Don’t postpone joy.

I don’t remember whether it was for my birthday or for Christmas or some other occasion, but once upon a time a friend of mine gave me a do-it-yourself henna tattoo kit. It was a perfect gift for me, and I was really excited to use it. But I had this notion in my head, that it had to be used at the right time. I looked at the contents once, then put it in a closet, to use when I had an out-of-town friend staying over, maybe, or when I was with someone really dear to me.

The henna tattoo kit stayed in my closet for a long time. I always meant to use it, but somehow the time was never special enough. It wasn’t just something I could do one afternoon because I was bored; this was a present, and ought to be used accordingly. Of course, when I finally did open the package again and test it out – I don’t remember why – the ingredients had degraded, and all I got was a vaguely line-shaped splotch on the back of my hand.

Perfectionism has always been a thing with me, but I never knew the word applied until high school. On the one hand, it makes me incredibly pleased with the work I finish; on the other, it means it takes me a long time to finish just about anything, and even longer to start it. I have an ongoing deal with myself to try and be more satisfied with middle stages and messiness and uncertainty, with not insisting that I choose the timing of every moment of my life. Sometimes it works, sometimes it doesn’t. I try and take it as it comes.

I delay gratification a lot, often for really obscure reasons. Lately I’ve been bribing myself more, to just enjoy things as they come and not soldier on under the promise that someday I’ll deserve something nice for myself. Recently I bought a pair of what are quite possibly the raddest shoes I’ve ever owned, as a birthday present. Just last night I finally cashed in on a new iPod, which I hope will help with my Couch to 5K runs. Last week I attended my first class at StoryStudio, a writing center I’ve been wanting to explore for ages and never quite justified actually doing. (In going through some old emails, I discovered that I’d been on StoryStudio’s mailing list since March 2007, the month I moved back to Chicago. That feels satisfyingly bookend-y, in its way.) The class was on radio essays, and it was an excellent experience on a lot of levels.

My present to myself is feeling like Cab Calloway whenever I want.
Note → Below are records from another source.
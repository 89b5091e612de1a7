//! Scripted transport for driving the controller without a network.

#![allow(dead_code)]

use std::collections::VecDeque;
use std::sync::atomic::{AtomicUsize, Ordering};
use std::sync::{Arc, Mutex};

use async_trait::async_trait;
use bytes::Bytes;
use mentro_compose::{BodyReader, PostTransport, SubmissionPayload, TransportError, TransportResponse};
use mentro_core::models::FileHandle;

/// One step of a scripted response body.
#[derive(Clone, Debug)]
pub enum Step {
    Chunk(Bytes),
    Fail(String),
    /// Never yields another chunk.
    Hang,
}

pub fn chunk(text: &str) -> Step {
    Step::Chunk(Bytes::from(text.to_string()))
}

/// Scripted outcome of one `send` call.
#[derive(Clone, Debug)]
pub enum Reply {
    Respond { status: u16, body: Option<Vec<Step>> },
    FailSend(String),
}

impl Reply {
    pub fn ok(steps: Vec<Step>) -> Self {
        Reply::Respond {
            status: 200,
            body: Some(steps),
        }
    }

    pub fn status(status: u16, body: &str) -> Self {
        Reply::Respond {
            status,
            body: Some(vec![chunk(body)]),
        }
    }
}

#[derive(Clone, Default)]
pub struct ScriptedTransport {
    replies: Arc<Mutex<VecDeque<Reply>>>,
    pub sent: Arc<Mutex<Vec<SubmissionPayload>>>,
    pub releases: Arc<AtomicUsize>,
    pub chunks_read: Arc<AtomicUsize>,
}

impl ScriptedTransport {
    pub fn new(replies: Vec<Reply>) -> Self {
        Self {
            replies: Arc::new(Mutex::new(replies.into())),
            ..Self::default()
        }
    }

    pub fn release_count(&self) -> usize {
        self.releases.load(Ordering::SeqCst)
    }

    pub fn send_count(&self) -> usize {
        self.sent.lock().unwrap().len()
    }
}

#[async_trait]
impl PostTransport for ScriptedTransport {
    async fn send(&self, payload: SubmissionPayload) -> Result<TransportResponse, TransportError> {
        self.sent.lock().unwrap().push(payload);
        let reply = self
            .replies
            .lock()
            .unwrap()
            .pop_front()
            .expect("no scripted reply left");

        match reply {
            Reply::FailSend(message) => Err(TransportError::Send(message)),
            Reply::Respond { status, body } => Ok(TransportResponse {
                status,
                body: body.map(|steps| {
                    Box::new(ScriptedReader {
                        steps: steps.into(),
                        releases: self.releases.clone(),
                        chunks_read: self.chunks_read.clone(),
                    }) as Box<dyn BodyReader>
                }),
            }),
        }
    }
}

struct ScriptedReader {
    steps: VecDeque<Step>,
    releases: Arc<AtomicUsize>,
    chunks_read: Arc<AtomicUsize>,
}

#[async_trait]
impl BodyReader for ScriptedReader {
    async fn next_chunk(&mut self) -> Result<Option<Bytes>, TransportError> {
        match self.steps.pop_front() {
            Some(Step::Chunk(bytes)) => {
                self.chunks_read.fetch_add(1, Ordering::SeqCst);
                Ok(Some(bytes))
            }
            Some(Step::Fail(message)) => Err(TransportError::Read(message)),
            Some(Step::Hang) => std::future::pending().await,
            None => Ok(None),
        }
    }

    fn release(&mut self) {
        self.releases.fetch_add(1, Ordering::SeqCst);
    }
}

pub fn png(name: &str) -> FileHandle {
    FileHandle::new(name, "image/png", vec![0x89, b'P', b'N', b'G'])
}

pub fn progress_line(file_name: &str, progress: u32) -> String {
    format!(
        "data: {{\"fileName\":\"{}\",\"progress\":{}}}\n",
        file_name, progress
    )
}

pub fn complete_line(post_id: &str) -> String {
    format!(
        "data: {{\"type\":\"complete\",\"post\":{{\"id\":\"{}\",\"author\":{{\"id\":\"u1\",\"name\":\"Ada\"}},\"content\":\"hello\",\"media\":[{{\"type\":\"image\",\"url\":\"https://cdn.example/a.png\"}}],\"likes\":0,\"comments\":0,\"timestamp\":\"2026-10-18T09:30:00Z\",\"tags\":[\"#intro\"]}}}}\n",
        post_id
    )
}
This morning on the train, I found myself thinking of the Berenstain Bears. There was a particular book in which Brother and Sister Bear have to knock on the door of a frightening-looking house at the end of a neighborhood street. A witch lives there, or possibly just a mean old woman. Of course, once they do knock on her door, she turns out to be a lovely person who takes them under her wing, and they become friends. I’m not saying that I’m a perfectionist because I’m scared of trying new things, but it is a good reminder that trying new things, and being good to yourself, and not worrying quite so much about whether your experiences will be just as you plan or expect, is a good habit to cultivate.

It’s been a long couple of months since Magpie & Whale was active. A lot has happened, and a lot continues to happen, but nothing has stopped, nor should it. That’s something else I’m working on. Welcome to the flip side, friends. Nice to see you again.

1 thought on “Don’t postpone joy.”

  1. This is so true and I know the feeling. I’ve been so caught up in graduate school that while I do have my small joys, its not the same. Its hard to get over going, I have to do this before I can do this which isn’t fair on yourself and isn’t a happy way to live.